* WHAT THE TASK REQUIRES
Using the records below, write out again exactly the lines that begin at the line containing "pub mod tools;" and end at the line containing "Payloads are plain", and no other lines.

SOURCE INFORMATION Block Start

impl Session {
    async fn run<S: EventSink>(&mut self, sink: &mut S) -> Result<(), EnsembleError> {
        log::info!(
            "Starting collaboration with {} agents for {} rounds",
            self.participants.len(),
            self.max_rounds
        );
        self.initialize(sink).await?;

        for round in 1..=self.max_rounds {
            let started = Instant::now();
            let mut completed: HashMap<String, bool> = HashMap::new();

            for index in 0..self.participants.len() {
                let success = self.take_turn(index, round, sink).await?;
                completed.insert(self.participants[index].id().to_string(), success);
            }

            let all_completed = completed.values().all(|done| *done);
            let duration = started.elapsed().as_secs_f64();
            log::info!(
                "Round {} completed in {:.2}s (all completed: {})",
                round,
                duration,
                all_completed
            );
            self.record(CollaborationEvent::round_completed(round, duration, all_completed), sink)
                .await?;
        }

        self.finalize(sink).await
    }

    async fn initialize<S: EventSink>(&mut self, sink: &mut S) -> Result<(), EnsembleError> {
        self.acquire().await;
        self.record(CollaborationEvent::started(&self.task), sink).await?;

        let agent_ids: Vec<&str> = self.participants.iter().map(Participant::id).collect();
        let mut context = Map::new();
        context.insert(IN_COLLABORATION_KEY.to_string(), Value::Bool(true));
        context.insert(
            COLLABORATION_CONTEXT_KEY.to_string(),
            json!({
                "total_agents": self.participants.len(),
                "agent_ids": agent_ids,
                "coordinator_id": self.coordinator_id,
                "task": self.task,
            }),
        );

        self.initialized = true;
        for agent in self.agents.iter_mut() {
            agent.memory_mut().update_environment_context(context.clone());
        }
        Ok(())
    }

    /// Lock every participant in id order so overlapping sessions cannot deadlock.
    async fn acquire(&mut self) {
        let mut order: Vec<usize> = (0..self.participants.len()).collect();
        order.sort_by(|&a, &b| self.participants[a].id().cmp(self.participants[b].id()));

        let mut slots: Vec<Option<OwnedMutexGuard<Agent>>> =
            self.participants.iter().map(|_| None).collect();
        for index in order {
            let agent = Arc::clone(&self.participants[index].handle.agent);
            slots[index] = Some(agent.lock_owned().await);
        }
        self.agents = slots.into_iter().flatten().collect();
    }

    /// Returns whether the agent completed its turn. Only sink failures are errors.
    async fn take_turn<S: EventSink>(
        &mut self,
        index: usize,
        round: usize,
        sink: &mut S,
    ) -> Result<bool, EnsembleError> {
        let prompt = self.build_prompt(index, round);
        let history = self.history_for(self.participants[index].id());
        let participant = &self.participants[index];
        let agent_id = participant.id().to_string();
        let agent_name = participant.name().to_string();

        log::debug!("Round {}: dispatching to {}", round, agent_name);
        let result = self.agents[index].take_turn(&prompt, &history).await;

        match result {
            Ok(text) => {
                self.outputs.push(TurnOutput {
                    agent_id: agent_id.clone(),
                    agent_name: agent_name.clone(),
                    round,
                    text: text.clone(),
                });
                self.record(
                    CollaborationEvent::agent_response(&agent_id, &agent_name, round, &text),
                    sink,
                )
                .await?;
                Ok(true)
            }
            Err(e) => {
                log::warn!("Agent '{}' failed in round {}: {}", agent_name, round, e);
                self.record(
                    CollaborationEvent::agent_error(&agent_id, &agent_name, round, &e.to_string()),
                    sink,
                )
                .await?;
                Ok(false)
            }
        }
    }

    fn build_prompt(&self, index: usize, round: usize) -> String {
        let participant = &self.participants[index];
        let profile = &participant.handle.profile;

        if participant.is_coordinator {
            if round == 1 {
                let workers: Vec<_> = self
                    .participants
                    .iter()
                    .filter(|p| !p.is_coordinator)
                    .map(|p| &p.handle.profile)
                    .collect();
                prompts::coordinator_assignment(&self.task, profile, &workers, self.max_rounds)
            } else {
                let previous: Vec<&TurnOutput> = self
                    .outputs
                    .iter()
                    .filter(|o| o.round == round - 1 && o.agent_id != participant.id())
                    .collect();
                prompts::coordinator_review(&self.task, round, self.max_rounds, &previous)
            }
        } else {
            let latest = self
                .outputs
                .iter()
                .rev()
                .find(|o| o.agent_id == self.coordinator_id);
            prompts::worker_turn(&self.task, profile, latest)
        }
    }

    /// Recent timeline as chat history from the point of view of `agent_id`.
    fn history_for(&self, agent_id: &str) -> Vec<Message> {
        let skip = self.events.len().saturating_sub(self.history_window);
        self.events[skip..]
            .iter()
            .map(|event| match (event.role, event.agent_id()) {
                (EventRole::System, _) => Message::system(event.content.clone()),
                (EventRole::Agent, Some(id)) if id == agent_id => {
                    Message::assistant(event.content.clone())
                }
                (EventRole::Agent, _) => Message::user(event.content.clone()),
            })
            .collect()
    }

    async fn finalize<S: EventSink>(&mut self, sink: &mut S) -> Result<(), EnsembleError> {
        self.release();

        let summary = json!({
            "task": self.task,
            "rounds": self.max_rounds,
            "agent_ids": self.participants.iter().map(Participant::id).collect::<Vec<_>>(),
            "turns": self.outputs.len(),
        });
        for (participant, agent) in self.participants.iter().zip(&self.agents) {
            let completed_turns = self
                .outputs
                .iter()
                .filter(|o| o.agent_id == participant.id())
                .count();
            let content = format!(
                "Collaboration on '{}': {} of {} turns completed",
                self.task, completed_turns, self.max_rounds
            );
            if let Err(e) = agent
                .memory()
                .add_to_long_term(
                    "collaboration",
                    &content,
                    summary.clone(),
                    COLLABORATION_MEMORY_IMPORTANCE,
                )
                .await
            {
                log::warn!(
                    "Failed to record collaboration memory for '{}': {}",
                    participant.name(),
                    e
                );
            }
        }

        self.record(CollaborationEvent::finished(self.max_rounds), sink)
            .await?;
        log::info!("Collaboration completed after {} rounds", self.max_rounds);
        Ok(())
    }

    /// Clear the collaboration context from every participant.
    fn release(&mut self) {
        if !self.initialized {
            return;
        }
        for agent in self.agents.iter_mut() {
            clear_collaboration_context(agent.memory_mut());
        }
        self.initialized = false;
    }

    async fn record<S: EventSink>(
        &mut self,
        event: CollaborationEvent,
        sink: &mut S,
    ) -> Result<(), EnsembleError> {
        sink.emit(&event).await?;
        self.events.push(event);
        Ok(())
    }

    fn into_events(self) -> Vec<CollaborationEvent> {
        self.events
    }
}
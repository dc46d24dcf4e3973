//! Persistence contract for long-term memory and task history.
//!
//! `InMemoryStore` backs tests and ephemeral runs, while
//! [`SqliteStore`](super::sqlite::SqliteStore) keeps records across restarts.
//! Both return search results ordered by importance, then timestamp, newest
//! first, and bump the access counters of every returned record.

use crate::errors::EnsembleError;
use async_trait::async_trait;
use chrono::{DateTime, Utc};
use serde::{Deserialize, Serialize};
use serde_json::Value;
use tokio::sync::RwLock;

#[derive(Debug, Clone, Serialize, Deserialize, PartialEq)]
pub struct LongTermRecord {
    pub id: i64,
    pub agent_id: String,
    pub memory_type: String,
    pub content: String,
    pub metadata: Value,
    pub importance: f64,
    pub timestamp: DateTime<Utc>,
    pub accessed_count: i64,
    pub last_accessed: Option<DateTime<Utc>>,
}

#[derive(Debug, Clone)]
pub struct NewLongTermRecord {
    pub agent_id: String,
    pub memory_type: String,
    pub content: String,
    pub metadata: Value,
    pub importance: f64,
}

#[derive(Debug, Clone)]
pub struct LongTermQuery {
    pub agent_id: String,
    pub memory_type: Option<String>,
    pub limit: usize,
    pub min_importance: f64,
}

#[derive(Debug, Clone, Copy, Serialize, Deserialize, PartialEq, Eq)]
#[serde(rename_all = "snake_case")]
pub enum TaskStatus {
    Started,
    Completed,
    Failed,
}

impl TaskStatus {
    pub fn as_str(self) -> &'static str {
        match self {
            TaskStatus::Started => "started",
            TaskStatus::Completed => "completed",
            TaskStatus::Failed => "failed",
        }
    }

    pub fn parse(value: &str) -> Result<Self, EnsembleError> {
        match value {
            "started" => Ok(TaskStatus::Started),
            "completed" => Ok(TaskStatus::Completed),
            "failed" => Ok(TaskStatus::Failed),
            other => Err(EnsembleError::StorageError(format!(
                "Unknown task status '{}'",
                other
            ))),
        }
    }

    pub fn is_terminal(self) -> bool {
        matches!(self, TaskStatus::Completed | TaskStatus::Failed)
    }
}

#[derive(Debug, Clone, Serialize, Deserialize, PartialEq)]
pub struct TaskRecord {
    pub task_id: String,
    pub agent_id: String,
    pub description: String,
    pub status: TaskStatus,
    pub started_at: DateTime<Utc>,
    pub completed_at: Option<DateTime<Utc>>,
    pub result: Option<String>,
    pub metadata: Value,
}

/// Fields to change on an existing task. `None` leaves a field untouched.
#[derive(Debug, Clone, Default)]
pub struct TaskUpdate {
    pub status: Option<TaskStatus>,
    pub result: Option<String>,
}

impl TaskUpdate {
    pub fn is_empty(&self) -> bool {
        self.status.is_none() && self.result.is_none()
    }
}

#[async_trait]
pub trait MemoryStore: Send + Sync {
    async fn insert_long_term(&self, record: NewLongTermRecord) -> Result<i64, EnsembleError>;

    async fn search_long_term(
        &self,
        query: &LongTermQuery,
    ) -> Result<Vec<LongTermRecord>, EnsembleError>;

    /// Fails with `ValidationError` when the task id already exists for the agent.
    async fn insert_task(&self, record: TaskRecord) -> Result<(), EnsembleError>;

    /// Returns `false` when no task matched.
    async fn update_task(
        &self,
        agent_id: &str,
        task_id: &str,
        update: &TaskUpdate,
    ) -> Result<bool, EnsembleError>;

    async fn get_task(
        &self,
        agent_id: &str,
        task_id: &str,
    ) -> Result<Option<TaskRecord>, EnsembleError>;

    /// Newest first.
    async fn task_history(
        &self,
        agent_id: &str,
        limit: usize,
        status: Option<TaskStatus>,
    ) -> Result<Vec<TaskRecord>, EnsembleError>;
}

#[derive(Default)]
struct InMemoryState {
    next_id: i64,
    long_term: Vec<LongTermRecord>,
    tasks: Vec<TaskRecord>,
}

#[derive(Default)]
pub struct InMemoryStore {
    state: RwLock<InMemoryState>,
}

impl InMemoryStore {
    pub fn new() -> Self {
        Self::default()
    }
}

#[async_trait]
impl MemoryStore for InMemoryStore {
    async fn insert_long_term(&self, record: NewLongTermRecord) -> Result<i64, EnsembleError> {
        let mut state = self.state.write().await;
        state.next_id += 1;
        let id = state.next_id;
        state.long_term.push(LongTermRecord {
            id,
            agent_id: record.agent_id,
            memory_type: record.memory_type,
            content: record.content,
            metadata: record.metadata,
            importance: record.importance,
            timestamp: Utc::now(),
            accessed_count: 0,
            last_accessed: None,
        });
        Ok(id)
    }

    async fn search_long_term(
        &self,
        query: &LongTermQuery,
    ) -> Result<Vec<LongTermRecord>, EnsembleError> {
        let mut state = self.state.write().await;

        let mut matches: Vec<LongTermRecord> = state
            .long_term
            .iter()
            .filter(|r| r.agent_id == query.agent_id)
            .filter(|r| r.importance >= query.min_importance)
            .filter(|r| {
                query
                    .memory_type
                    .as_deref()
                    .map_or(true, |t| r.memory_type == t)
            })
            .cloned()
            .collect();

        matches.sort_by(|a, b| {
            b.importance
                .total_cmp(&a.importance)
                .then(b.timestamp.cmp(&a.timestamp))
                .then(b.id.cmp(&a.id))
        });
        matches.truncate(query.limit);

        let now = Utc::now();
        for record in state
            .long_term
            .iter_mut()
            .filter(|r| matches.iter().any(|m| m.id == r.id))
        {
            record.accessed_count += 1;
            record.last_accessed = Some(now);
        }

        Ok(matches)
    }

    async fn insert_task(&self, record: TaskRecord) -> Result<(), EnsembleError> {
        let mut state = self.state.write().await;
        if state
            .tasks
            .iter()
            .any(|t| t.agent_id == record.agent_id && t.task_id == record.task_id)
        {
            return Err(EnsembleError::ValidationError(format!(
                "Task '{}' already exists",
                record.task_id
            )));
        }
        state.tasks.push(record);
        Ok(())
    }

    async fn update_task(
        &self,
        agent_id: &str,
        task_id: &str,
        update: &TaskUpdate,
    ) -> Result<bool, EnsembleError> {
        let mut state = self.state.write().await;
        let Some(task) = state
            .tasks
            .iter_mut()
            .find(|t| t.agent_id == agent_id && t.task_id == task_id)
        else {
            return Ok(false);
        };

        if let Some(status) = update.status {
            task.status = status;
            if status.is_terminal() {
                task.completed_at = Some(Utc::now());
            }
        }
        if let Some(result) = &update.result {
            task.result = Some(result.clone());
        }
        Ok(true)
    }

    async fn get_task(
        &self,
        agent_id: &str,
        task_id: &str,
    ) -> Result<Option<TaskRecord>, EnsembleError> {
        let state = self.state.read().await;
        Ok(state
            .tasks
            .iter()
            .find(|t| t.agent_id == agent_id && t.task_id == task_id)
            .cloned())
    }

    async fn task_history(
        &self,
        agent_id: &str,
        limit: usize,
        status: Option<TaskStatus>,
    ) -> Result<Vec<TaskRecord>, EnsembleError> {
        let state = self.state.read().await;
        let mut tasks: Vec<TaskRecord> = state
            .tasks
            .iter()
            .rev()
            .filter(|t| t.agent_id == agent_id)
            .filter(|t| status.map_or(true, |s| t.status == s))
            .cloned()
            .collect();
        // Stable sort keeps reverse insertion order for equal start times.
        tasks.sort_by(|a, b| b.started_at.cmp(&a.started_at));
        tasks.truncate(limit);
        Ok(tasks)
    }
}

SOURCE INFORMATION Block End
SOURCE INFORMATION Block Start

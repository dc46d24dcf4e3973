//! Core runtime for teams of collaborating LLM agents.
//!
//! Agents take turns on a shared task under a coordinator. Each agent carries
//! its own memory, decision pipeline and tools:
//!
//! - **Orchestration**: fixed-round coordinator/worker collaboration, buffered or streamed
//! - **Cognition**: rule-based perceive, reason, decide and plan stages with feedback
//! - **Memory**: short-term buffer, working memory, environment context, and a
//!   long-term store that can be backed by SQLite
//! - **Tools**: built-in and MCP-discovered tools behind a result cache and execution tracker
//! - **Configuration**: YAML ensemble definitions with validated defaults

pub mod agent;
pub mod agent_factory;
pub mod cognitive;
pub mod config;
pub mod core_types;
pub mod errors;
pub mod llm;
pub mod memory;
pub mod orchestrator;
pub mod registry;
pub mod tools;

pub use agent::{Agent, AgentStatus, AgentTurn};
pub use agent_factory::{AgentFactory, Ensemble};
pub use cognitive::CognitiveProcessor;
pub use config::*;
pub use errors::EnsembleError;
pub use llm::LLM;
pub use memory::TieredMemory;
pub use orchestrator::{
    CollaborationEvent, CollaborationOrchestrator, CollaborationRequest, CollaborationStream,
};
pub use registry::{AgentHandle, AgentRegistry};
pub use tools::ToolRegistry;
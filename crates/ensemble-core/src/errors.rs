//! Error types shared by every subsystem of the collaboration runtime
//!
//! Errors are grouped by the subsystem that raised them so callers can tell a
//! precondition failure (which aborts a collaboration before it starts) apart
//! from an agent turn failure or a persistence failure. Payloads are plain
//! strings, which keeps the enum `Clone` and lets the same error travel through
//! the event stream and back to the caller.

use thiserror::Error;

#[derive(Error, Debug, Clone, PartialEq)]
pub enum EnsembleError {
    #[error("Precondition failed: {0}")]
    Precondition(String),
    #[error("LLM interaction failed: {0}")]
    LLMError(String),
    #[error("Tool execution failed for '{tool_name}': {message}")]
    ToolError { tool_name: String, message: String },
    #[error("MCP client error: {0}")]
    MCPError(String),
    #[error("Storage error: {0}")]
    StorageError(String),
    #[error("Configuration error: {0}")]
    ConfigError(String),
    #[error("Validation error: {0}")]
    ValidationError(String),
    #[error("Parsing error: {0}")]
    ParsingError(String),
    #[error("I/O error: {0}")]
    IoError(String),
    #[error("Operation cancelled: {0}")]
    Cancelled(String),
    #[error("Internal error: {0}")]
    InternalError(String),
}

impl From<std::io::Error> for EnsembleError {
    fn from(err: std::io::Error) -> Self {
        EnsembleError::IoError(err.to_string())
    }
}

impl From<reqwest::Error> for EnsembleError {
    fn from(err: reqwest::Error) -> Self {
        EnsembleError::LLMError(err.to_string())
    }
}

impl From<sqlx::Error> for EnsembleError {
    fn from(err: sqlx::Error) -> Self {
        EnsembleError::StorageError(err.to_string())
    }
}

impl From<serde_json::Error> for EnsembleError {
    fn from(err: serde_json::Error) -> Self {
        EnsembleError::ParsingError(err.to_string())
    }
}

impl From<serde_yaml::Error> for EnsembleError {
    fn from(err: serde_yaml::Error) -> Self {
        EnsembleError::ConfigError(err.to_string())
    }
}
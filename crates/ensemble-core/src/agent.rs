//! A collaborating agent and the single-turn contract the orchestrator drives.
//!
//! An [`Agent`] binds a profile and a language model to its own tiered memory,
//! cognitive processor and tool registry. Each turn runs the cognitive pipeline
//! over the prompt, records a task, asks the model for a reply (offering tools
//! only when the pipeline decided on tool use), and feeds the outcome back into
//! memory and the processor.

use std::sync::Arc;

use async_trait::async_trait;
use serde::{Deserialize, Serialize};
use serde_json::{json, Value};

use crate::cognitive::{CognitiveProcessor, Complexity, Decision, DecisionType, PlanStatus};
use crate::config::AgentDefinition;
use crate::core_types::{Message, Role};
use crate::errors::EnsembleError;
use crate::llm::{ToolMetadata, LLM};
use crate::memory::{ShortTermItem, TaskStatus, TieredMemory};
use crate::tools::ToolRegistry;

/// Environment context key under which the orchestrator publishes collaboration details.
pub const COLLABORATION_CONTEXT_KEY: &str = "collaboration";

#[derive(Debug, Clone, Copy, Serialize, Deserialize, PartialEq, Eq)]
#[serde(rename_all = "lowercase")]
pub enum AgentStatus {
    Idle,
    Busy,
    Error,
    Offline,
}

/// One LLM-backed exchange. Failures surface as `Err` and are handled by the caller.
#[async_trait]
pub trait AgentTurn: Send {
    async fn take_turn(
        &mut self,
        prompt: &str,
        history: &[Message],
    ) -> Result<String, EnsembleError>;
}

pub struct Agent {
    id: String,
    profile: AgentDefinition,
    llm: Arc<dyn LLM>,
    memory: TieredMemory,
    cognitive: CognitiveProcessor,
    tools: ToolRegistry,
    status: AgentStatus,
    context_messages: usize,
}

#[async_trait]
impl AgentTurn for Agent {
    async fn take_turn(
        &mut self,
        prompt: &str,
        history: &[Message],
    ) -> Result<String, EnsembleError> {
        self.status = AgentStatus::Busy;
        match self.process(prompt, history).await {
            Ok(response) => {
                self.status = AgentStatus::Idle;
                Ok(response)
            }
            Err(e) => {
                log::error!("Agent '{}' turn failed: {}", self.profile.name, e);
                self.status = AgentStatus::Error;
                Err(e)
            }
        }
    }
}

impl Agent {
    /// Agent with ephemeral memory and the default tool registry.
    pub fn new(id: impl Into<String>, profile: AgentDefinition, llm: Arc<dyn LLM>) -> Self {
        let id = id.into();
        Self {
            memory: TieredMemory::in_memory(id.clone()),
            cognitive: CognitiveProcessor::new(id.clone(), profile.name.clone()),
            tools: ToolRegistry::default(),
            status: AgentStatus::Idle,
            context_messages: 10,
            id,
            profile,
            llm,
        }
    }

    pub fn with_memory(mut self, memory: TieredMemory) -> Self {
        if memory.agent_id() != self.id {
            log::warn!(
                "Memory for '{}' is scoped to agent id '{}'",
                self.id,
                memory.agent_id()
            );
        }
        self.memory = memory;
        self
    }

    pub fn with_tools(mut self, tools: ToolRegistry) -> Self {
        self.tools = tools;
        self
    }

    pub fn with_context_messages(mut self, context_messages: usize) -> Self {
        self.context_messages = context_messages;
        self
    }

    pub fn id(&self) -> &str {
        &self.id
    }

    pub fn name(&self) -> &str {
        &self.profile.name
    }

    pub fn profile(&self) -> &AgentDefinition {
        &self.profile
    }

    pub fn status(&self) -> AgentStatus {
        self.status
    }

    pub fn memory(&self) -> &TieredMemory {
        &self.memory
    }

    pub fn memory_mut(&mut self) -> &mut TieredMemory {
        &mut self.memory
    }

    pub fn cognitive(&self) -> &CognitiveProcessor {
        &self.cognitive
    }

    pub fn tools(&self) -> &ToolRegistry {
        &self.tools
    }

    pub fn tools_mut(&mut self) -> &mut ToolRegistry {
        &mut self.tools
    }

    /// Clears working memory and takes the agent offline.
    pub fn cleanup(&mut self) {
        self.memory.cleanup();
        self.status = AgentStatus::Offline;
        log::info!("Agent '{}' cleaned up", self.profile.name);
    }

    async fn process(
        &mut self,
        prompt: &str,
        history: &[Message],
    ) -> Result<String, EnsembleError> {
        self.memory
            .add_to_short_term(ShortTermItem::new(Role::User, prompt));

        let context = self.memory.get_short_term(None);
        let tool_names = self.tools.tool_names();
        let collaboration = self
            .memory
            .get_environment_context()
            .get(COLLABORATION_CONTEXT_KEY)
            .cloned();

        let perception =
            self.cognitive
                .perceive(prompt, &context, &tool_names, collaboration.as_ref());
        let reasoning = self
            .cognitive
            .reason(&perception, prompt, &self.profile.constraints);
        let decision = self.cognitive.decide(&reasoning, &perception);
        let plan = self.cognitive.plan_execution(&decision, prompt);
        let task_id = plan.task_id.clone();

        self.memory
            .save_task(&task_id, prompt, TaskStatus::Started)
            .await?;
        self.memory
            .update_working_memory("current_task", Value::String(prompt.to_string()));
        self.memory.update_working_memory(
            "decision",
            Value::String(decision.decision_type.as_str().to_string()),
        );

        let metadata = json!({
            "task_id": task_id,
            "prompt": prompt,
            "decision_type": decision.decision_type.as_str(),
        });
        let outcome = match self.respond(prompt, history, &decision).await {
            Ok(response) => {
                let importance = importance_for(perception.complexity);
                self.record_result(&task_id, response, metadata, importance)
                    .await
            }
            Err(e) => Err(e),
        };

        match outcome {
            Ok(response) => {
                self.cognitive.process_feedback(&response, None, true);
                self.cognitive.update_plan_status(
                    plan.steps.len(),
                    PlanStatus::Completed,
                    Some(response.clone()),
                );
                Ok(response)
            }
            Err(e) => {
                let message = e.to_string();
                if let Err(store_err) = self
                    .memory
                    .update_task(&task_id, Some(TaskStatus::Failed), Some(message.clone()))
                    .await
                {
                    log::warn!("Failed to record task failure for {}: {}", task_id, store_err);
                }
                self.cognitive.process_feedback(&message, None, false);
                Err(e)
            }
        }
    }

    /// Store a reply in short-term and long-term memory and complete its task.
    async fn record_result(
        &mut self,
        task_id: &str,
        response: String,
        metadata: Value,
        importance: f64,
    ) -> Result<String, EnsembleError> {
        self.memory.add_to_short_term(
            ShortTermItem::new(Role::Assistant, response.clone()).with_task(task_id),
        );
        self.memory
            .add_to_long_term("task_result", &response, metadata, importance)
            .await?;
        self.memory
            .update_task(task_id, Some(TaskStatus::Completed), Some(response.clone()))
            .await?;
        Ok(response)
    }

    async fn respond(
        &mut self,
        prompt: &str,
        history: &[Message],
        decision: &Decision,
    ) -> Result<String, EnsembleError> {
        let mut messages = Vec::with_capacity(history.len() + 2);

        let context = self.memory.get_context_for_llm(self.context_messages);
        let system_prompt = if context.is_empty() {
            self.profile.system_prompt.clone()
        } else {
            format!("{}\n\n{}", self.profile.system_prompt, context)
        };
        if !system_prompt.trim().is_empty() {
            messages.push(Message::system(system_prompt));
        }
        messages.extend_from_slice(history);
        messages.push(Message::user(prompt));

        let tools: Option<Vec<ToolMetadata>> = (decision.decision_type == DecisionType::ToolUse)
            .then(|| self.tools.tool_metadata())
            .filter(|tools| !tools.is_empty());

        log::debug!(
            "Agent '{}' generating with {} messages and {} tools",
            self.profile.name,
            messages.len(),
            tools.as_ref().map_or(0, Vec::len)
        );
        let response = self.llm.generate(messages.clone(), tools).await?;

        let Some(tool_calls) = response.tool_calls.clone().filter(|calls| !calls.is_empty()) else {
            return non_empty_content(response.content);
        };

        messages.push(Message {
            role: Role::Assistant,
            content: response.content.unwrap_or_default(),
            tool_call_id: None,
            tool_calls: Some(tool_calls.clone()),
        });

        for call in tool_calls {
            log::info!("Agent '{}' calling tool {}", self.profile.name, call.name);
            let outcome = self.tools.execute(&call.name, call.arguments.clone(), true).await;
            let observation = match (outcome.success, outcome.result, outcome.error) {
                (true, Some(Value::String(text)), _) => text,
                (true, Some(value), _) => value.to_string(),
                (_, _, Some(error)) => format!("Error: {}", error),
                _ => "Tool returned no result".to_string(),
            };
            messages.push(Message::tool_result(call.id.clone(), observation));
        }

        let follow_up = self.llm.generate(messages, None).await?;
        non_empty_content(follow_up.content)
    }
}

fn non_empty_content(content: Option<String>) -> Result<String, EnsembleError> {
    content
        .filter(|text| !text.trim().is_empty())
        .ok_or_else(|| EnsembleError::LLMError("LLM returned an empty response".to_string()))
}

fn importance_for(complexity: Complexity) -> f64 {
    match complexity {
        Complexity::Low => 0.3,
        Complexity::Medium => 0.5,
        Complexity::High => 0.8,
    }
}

SOURCE INFORMATION Block End

* RESULT
pub mod tools;

pub use agent::{Agent, AgentStatus, AgentTurn};
pub use agent_factory::{AgentFactory, Ensemble};
pub use cognitive::CognitiveProcessor;
pub use config::*;
pub use errors::EnsembleError;
pub use llm::LLM;
pub use memory::TieredMemory;
pub use orchestrator::{
    CollaborationEvent, CollaborationOrchestrator, CollaborationRequest, CollaborationStream,
};
pub use registry::{AgentHandle, AgentRegistry};
pub use tools::ToolRegistry;
filename crates/ensemble-core/src/errors.rs
//! Error types shared by every subsystem of the collaboration runtime
//!
//! Errors are grouped by the subsystem that raised them so callers can tell a
//! precondition failure (which aborts a collaboration before it starts) apart
//! from an agent turn failure or a persistence failure. Payloads are plain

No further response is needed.